▶ _What to produce_
Check every line of the entries below for the word "numbered", and copy the ones that have it.

▶ _Dataset entries_
^^^^^^^^^^^^^^^^
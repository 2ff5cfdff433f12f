use anyhow::{anyhow, Result};
use image::{Rgb, RgbImage};
use std::sync::atomic::{AtomicU32, AtomicUsize, Ordering};
use std::sync::Arc;
use std::time::{Duration, Instant};

use facewatch::{
    ConnectError, ConnectionManager, ConnectionState, FrameDistributor, FrameSource, RecvOutcome,
    RetryPolicy, SharedState, SourceConnector, SourceDescriptor, SourceOptions,
};

/// Connector whose sources serve `good_reads` gray frames, then fail forever.
struct MockConnector {
    probes: AtomicU32,
    opens: AtomicU32,
    /// Opens numbered below this fail.
    fail_opens_before: u32,
    /// Opens numbered at or above this fail.
    fail_opens_from: u32,
    /// Sources from opens numbered at or above this never run dry.
    healthy_from: u32,
    probe_fails: bool,
    good_reads: u32,
    /// Gray level of every served frame.
    pixel: u8,
    read_delay: Duration,
    released: Arc<AtomicUsize>,
}

impl MockConnector {
    fn new(good_reads: u32) -> Self {
        Self {
            probes: AtomicU32::new(0),
            opens: AtomicU32::new(0),
            fail_opens_before: 0,
            fail_opens_from: u32::MAX,
            healthy_from: u32::MAX,
            probe_fails: false,
            good_reads,
            pixel: 128,
            read_delay: Duration::from_millis(2),
            released: Arc::new(AtomicUsize::new(0)),
        }
    }

    fn network_calls(&self) -> u32 {
        self.probes.load(Ordering::SeqCst) + self.opens.load(Ordering::SeqCst)
    }
}

impl SourceConnector for MockConnector {
    fn probe(&self, descriptor: &SourceDescriptor, _timeout: Duration) -> Result<(), ConnectError> {
        self.probes.fetch_add(1, Ordering::SeqCst);
        if self.probe_fails {
            return Err(ConnectError::Unreachable {
                target: descriptor.redacted(),
                reason: "connection refused".into(),
            });
        }
        Ok(())
    }

    fn open(
        &self,
        descriptor: &SourceDescriptor,
        _options: &SourceOptions,
    ) -> Result<Box<dyn FrameSource>, ConnectError> {
        let n = self.opens.fetch_add(1, Ordering::SeqCst);
        if n < self.fail_opens_before || n >= self.fail_opens_from {
            return Err(ConnectError::Open {
                target: descriptor.redacted(),
                reason: "handshake failed".into(),
            });
        }
        Ok(Box::new(MockSource {
            remaining: if n >= self.healthy_from {
                u32::MAX
            } else {
                self.good_reads
            },
            pixel: self.pixel,
            read_delay: self.read_delay,
            released: self.released.clone(),
            is_released: false,
        }))
    }
}

struct MockSource {
    remaining: u32,
    pixel: u8,
    read_delay: Duration,
    released: Arc<AtomicUsize>,
    is_released: bool,
}

impl FrameSource for MockSource {
    fn read_frame(&mut self) -> Result<RgbImage> {
        std::thread::sleep(self.read_delay);
        if self.is_released {
            return Err(anyhow!("source released"));
        }
        if self.remaining == 0 {
            return Err(anyhow!("no signal"));
        }
        if self.remaining != u32::MAX {
            self.remaining -= 1;
        }
        Ok(RgbImage::from_pixel(32, 24, Rgb([self.pixel; 3])))
    }

    fn release(&mut self) {
        if !self.is_released {
            self.is_released = true;
            self.released.fetch_add(1, Ordering::SeqCst);
        }
    }
}

fn fast_policy() -> RetryPolicy {
    RetryPolicy {
        probe_timeout: Duration::from_millis(50),
        frame_attempts: 1,
        frame_retry_delay: Duration::from_millis(1),
        connect_attempts: 3,
        connect_retry_delay: Duration::from_millis(1),
        soft_failure_threshold: 2,
        hard_failure_threshold: 4,
        max_reconnect_attempts: 2,
        failure_pause: Duration::from_millis(1),
        max_failure_pause: Duration::from_millis(2),
        reconnect_delay: Duration::from_millis(1),
        drain_reads: 0,
        min_brightness: 5.0,
        max_brightness: 250.0,
        join_timeout: Duration::from_secs(2),
    }
}

fn manager_with(connector: Arc<MockConnector>) -> (ConnectionManager, FrameDistributor) {
    let distributor = FrameDistributor::new(3);
    let manager = ConnectionManager::new(
        connector,
        SourceOptions::default(),
        fast_policy(),
        SharedState::new(10),
        distributor.clone(),
    );
    (manager, distributor)
}

fn wait_until(timeout: Duration, mut done: impl FnMut() -> bool) -> bool {
    let deadline = Instant::now() + timeout;
    while Instant::now() < deadline {
        if done() {
            return true;
        }
        std::thread::sleep(Duration::from_millis(5));
    }
    done()
}

fn wait_for_state(manager: &ConnectionManager, want: ConnectionState, timeout: Duration) -> bool {
    let deadline = Instant::now() + timeout;
    while Instant::now() < deadline {
        if manager.connection_state() == want {
            return true;
        }
        std::thread::sleep(Duration::from_millis(5));
    }
    manager.connection_state() == want
}

#[test]
fn malformed_descriptors_never_touch_the_network() {
    let connector = Arc::new(MockConnector::new(u32::MAX));
    let (manager, _distributor) = manager_with(connector.clone());

    for raw in ["ftp://x", "camera", "", "rtsp://"] {
        let err = manager.connect(raw).unwrap_err();
        assert!(
            matches!(err, ConnectError::InvalidDescriptor { .. }),
            "{raw:?} gave {err:?}"
        );
        assert!(!err.is_retryable());
    }
    let err = manager.connect_with_retry("camera", 5).unwrap_err();
    assert!(matches!(err, ConnectError::InvalidDescriptor { .. }));

    assert_eq!(connector.network_calls(), 0);
    assert_eq!(manager.connection_state(), ConnectionState::Disconnected);
}

#[test]
fn unreachable_host_is_retried_then_reported() {
    let mut connector = MockConnector::new(u32::MAX);
    connector.probe_fails = true;
    let connector = Arc::new(connector);
    let (manager, _distributor) = manager_with(connector.clone());

    let err = manager
        .connect_with_retry("rtsp://10.0.0.9:554/stream", 3)
        .unwrap_err();
    assert!(matches!(err, ConnectError::Unreachable { .. }));
    assert_eq!(connector.probes.load(Ordering::SeqCst), 3);
    assert_eq!(connector.opens.load(Ordering::SeqCst), 0);
    assert_eq!(manager.connection_state(), ConnectionState::Disconnected);
}

#[test]
fn connect_with_retry_succeeds_after_transient_failures() {
    let mut connector = MockConnector::new(u32::MAX);
    connector.fail_opens_before = 2;
    let connector = Arc::new(connector);
    let (manager, _distributor) = manager_with(connector.clone());

    manager
        .connect_with_retry("rtsp://cam.local/live", 3)
        .expect("third attempt succeeds");
    assert_eq!(connector.opens.load(Ordering::SeqCst), 3);
    assert_eq!(manager.connection_state(), ConnectionState::Connected);
    assert!(manager.state().current_frame().is_some());
    manager.disconnect();
}

#[test]
fn streaming_frames_reach_subscribers_and_stop_releases() {
    let connector = Arc::new(MockConnector::new(u32::MAX));
    let (manager, distributor) = manager_with(connector.clone());
    let subscription = distributor.subscribe();

    manager.connect("rtsp://cam.local/live").expect("connect");
    manager.start().expect("start");
    assert_eq!(manager.connection_state(), ConnectionState::Streaming);

    let mut sequences = Vec::new();
    while sequences.len() < 3 {
        match subscription.recv_timeout(Duration::from_secs(2)) {
            RecvOutcome::Frame(frame) => sequences.push(frame.sequence()),
            other => panic!("expected a frame, got {other:?}"),
        }
    }
    assert!(sequences.windows(2).all(|w| w[0] < w[1]));
    assert!(subscription.len() <= distributor.capacity());

    assert!(manager.stop());
    assert_eq!(manager.connection_state(), ConnectionState::Disconnected);
    assert_eq!(connector.released.load(Ordering::SeqCst), 1);
    assert!(manager.state().current_frame().is_none());
    assert!(!manager.is_running());
}

#[test]
fn start_without_source_is_rejected() {
    let connector = Arc::new(MockConnector::new(u32::MAX));
    let (manager, _distributor) = manager_with(connector);
    assert!(manager.start().is_err());
    assert!(!manager.is_running());
}

#[test]
fn persistent_read_failures_end_in_failed_with_handle_released() {
    let mut connector = MockConnector::new(1);
    // The initial connect succeeds; every reopen fails.
    connector.fail_opens_from = 1;
    let connector = Arc::new(connector);
    let (manager, _distributor) = manager_with(connector.clone());

    manager.connect("rtsp://cam.local/live").expect("connect");
    manager.start().expect("start");

    assert!(wait_for_state(
        &manager,
        ConnectionState::Failed,
        Duration::from_secs(5)
    ));
    let deadline = Instant::now() + Duration::from_secs(2);
    while manager.is_running() && Instant::now() < deadline {
        std::thread::sleep(Duration::from_millis(5));
    }
    assert!(!manager.is_running());
    assert_eq!(connector.released.load(Ordering::SeqCst), 1);
    assert!(manager.state().stats().reconnect_attempts >= 1);
    assert!(manager.state().stats().last_error.is_some());

    // Failed is recoverable through an explicit disconnect.
    manager.disconnect();
    assert_eq!(manager.connection_state(), ConnectionState::Disconnected);
}

#[test]
fn soft_threshold_reopens_and_resumes_streaming() {
    // Three good reads (one used by connect), then the first handle runs dry;
    // the reopened handle is healthy.
    let mut connector = MockConnector::new(3);
    connector.healthy_from = 1;
    let connector = Arc::new(connector);
    let (manager, distributor) = manager_with(connector.clone());

    manager.connect("rtsp://cam.local/live").expect("connect");
    manager.start().expect("start");

    assert!(wait_until(Duration::from_secs(5), || {
        connector.opens.load(Ordering::SeqCst) == 2
            && manager.connection_state() == ConnectionState::Streaming
            && manager.state().stats().frames_published >= 5
    }));
    let stats = manager.state().stats();
    assert_eq!(stats.reconnect_attempts, 1);
    assert_eq!(stats.consecutive_failures, 0);
    assert_eq!(stats.decode_errors, 3);
    assert_eq!(connector.released.load(Ordering::SeqCst), 1);
    assert!(manager.is_running());

    // Frames flow again after the reopen.
    let subscription = distributor.subscribe();
    assert!(matches!(
        subscription.recv_timeout(Duration::from_secs(2)),
        RecvOutcome::Frame(_)
    ));
    assert!(manager.stop());
}

#[test]
fn corrupt_frames_are_dropped_without_counting_as_failures() {
    let mut connector = MockConnector::new(u32::MAX);
    connector.pixel = 0;
    let connector = Arc::new(connector);
    let (manager, distributor) = manager_with(connector.clone());
    let subscription = distributor.subscribe();

    manager.connect("rtsp://cam.local/live").expect("connect");
    manager.start().expect("start");
    assert!(wait_until(Duration::from_secs(5), || {
        manager.state().stats().corrupt_frames >= 5
    }));

    let stats = manager.state().stats();
    assert_eq!(stats.frames_published, 0);
    assert_eq!(stats.consecutive_failures, 0);
    assert_eq!(stats.reconnect_attempts, 0);
    assert_eq!(manager.connection_state(), ConnectionState::Streaming);
    assert!(manager.state().current_frame().is_none());
    assert!(matches!(
        subscription.recv_timeout(Duration::from_millis(50)),
        RecvOutcome::Empty
    ));
    assert!(manager.stop());
}

#[test]
fn connection_queries_do_not_wait_on_a_slow_read() {
    let mut connector = MockConnector::new(u32::MAX);
    connector.read_delay = Duration::from_millis(400);
    let connector = Arc::new(connector);
    let (manager, _distributor) = manager_with(connector.clone());

    manager.connect("rtsp://cam.local/live").expect("connect");
    manager.start().expect("start");
    // Let the worker enter its first read.
    std::thread::sleep(Duration::from_millis(50));

    let asked = Instant::now();
    assert!(manager.is_connected());
    let _ = manager.status();
    assert!(asked.elapsed() < Duration::from_millis(200));

    manager.stop();
    assert!(!manager.is_connected());
}

#[test]
fn disconnect_is_idempotent() {
    let connector = Arc::new(MockConnector::new(u32::MAX));
    let (manager, _distributor) = manager_with(connector.clone());

    manager.disconnect();
    manager.connect("rtsp://cam.local/live").expect("connect");
    manager.disconnect();
    manager.disconnect();

    assert_eq!(manager.connection_state(), ConnectionState::Disconnected);
    assert_eq!(connector.released.load(Ordering::SeqCst), 1);
}

#[test]
fn stub_source_streams_without_network() {
    let distributor = FrameDistributor::new(3);
    let manager = ConnectionManager::new(
        Arc::new(facewatch::NetworkConnector),
        SourceOptions {
            width: 64,
            height: 48,
            ..SourceOptions::default()
        },
        fast_policy(),
        SharedState::new(10),
        distributor.clone(),
    );
    let subscription = distributor.subscribe();

    manager.connect("stub://front_camera").expect("stub connect");
    manager.start().expect("start");
    match subscription.recv_timeout(Duration::from_secs(2)) {
        RecvOutcome::Frame(frame) => {
            assert_eq!((frame.width(), frame.height()), (64, 48));
        }
        other => panic!("expected a frame, got {other:?}"),
    }
    assert!(manager.stop());
}
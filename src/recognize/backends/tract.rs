#![cfg(feature = "backend-tract")]

use std::path::Path;

use anyhow::{anyhow, Context, Result};
use image::{imageops, RgbImage};
use tract_onnx::prelude::*;

use crate::recognize::extractor::{BoundingBox, DetectedFace, Embedding, EmbeddingExtractor};

/// Standard input edge for ArcFace-style recognition models.
pub const DEFAULT_INPUT_SIZE: u32 = 112;

/// Tract-based ONNX embedding backend.
///
/// Treats the whole frame as a single face region: the frame is resized to the
/// model input, normalised to [-1, 1] and the output vector is L2-normalised.
/// Runs on the CPU only.
pub struct TractExtractor {
    model: SimplePlan<TypedFact, Box<dyn TypedOp>>,
    input_size: u32,
    embedding_dim: usize,
}

impl TractExtractor {
    /// Load an ONNX model from disk and prepare it for inference.
    pub fn new<P: AsRef<Path>>(model_path: P, input_size: u32, embedding_dim: usize) -> Result<Self> {
        let model_path = model_path.as_ref();
        let size = input_size as usize;
        let model = tract_onnx::onnx()
            .model_for_path(model_path)
            .with_context(|| format!("failed to load ONNX model from {}", model_path.display()))?
            .with_input_fact(
                0,
                InferenceFact::dt_shape(f32::datum_type(), tvec!(1, 3, size, size)),
            )
            .context("failed to set input fact")?
            .into_optimized()
            .context("failed to optimize ONNX model")?
            .into_runnable()
            .context("failed to build runnable ONNX model")?;

        Ok(Self {
            model,
            input_size,
            embedding_dim,
        })
    }

    fn build_input(&self, image: &RgbImage) -> Tensor {
        let resized = imageops::resize(
            image,
            self.input_size,
            self.input_size,
            imageops::FilterType::Triangle,
        );
        let size = self.input_size as usize;
        tract_ndarray::Array4::from_shape_fn((1, 3, size, size), |(_, channel, y, x)| {
            let value = resized.get_pixel(x as u32, y as u32)[channel] as f32;
            (value - 127.5) / 127.5
        })
        .into_tensor()
    }

    fn embed(&self, image: &RgbImage) -> Result<Vec<f32>> {
        let outputs = self
            .model
            .run(tvec!(self.build_input(image).into()))
            .context("run ONNX model")?;
        let output = outputs
            .first()
            .ok_or_else(|| anyhow!("model produced no outputs"))?;
        let values: Vec<f32> = output
            .to_array_view::<f32>()
            .context("model output tensor was not f32")?
            .iter()
            .copied()
            .collect();
        if values.len() != self.embedding_dim {
            return Err(anyhow!(
                "model produced {} values, expected {}",
                values.len(),
                self.embedding_dim
            ));
        }
        let norm = values.iter().map(|v| v * v).sum::<f32>().sqrt();
        if norm == 0.0 || !norm.is_finite() {
            return Err(anyhow!("model produced a degenerate embedding"));
        }
        Ok(values.into_iter().map(|v| v / norm).collect())
    }
}

impl EmbeddingExtractor for TractExtractor {
    fn name(&self) -> &'static str {
        "tract"
    }

    fn extract(&mut self, image: &RgbImage) -> Vec<DetectedFace> {
        if image.width() == 0 || image.height() == 0 {
            log::warn!("tract extractor: empty image");
            return Vec::new();
        }
        match self.embed(image) {
            Ok(values) => vec![DetectedFace {
                bbox: BoundingBox::full_frame(image.width(), image.height()),
                embedding: Embedding::new(values),
                score: 1.0,
            }],
            Err(err) => {
                log::warn!("tract extractor: {:#}", err);
                Vec::new()
            }
        }
    }

    fn warm_up(&mut self) -> Result<()> {
        let probe = RgbImage::from_pixel(self.input_size, self.input_size, image::Rgb([128, 128, 128]));
        self.embed(&probe).map(|_| ())
    }
}
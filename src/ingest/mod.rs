//! Frame ingestion sources.
//!
//! This module provides:
//! - `SourceDescriptor`: validated stream location (rtsp, rtmp, http(s), stub)
//! - `FrameSource`: an open stream that yields decoded RGB frames
//! - `SourceConnector`: probes and opens sources; `NetworkConnector` is the
//!   production implementation, tests substitute their own
//!
//! Sources:
//! - RTSP/RTMP streams via GStreamer (feature: rtsp-gstreamer)
//! - HTTP MJPEG / JPEG snapshot endpoints (feature: ingest-http, default)
//! - `stub://` synthetic scene (always available, never touches the network)
//!
//! The ingestion layer only decodes. Retry, corruption screening and
//! reconnection belong to `connection::ConnectionManager`.

pub mod descriptor;
#[cfg(feature = "ingest-http")]
pub mod http;
pub mod rtsp;

use anyhow::Result;
use image::RgbImage;
use std::time::Duration;

use crate::error::ConnectError;

pub use descriptor::{probe_reachability, SourceDescriptor, SourceScheme};
#[cfg(feature = "ingest-http")]
pub use http::HttpMjpegSource;
pub use rtsp::RtspSource;

/// Knobs passed to a connector when opening a source.
#[derive(Clone, Debug)]
pub struct SourceOptions {
    /// Handshake budget for network sources.
    pub connect_timeout: Duration,
    /// Upper bound on a single blocking read.
    pub read_timeout: Duration,
    /// Frame geometry for synthetic sources; a hint for decoders.
    pub width: u32,
    pub height: u32,
    /// Target frame rate. Sources decimate to this rate where they can.
    pub target_fps: u32,
}

impl Default for SourceOptions {
    fn default() -> Self {
        Self {
            connect_timeout: Duration::from_secs(10),
            read_timeout: Duration::from_secs(5),
            width: 640,
            height: 480,
            target_fps: 15,
        }
    }
}

/// An open stream handle.
///
/// `read_frame` blocks for at most the configured read timeout. `release` must be
/// idempotent; the connection manager may call it more than once.
pub trait FrameSource: Send {
    fn read_frame(&mut self) -> Result<RgbImage>;

    fn release(&mut self);
}

/// Probe + open, separated so the manager can reject unreachable hosts before
/// a full handshake.
pub trait SourceConnector: Send + Sync {
    fn probe(&self, descriptor: &SourceDescriptor, timeout: Duration) -> Result<(), ConnectError>;

    fn open(
        &self,
        descriptor: &SourceDescriptor,
        options: &SourceOptions,
    ) -> Result<Box<dyn FrameSource>, ConnectError>;
}

/// Production connector: TCP probe, then the decoder matching the scheme.
#[derive(Clone, Copy, Debug, Default)]
pub struct NetworkConnector;

impl SourceConnector for NetworkConnector {
    fn probe(&self, descriptor: &SourceDescriptor, timeout: Duration) -> Result<(), ConnectError> {
        probe_reachability(descriptor, timeout)
    }

    fn open(
        &self,
        descriptor: &SourceDescriptor,
        options: &SourceOptions,
    ) -> Result<Box<dyn FrameSource>, ConnectError> {
        let open_err = |err: anyhow::Error| ConnectError::Open {
            target: descriptor.redacted(),
            reason: format!("{:#}", err),
        };
        match descriptor.scheme() {
            SourceScheme::Stub | SourceScheme::Rtsp | SourceScheme::Rtmp => {
                let mut source = RtspSource::new(descriptor, options).map_err(open_err)?;
                source.connect().map_err(open_err)?;
                Ok(Box::new(source))
            }
            SourceScheme::Http | SourceScheme::Https => {
                #[cfg(feature = "ingest-http")]
                {
                    let mut source = HttpMjpegSource::new(descriptor, options);
                    source.connect().map_err(open_err)?;
                    Ok(Box::new(source))
                }
                #[cfg(not(feature = "ingest-http"))]
                {
                    Err(open_err(anyhow::anyhow!(
                        "http sources require the ingest-http feature"
                    )))
                }
            }
        }
    }
}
^^^^^^^^^^^^^^^^
▶ _Exercise result_
    /// Opens numbered below this fail.
    /// Opens numbered at or above this fail.
    /// Sources from opens numbered at or above this never run dry.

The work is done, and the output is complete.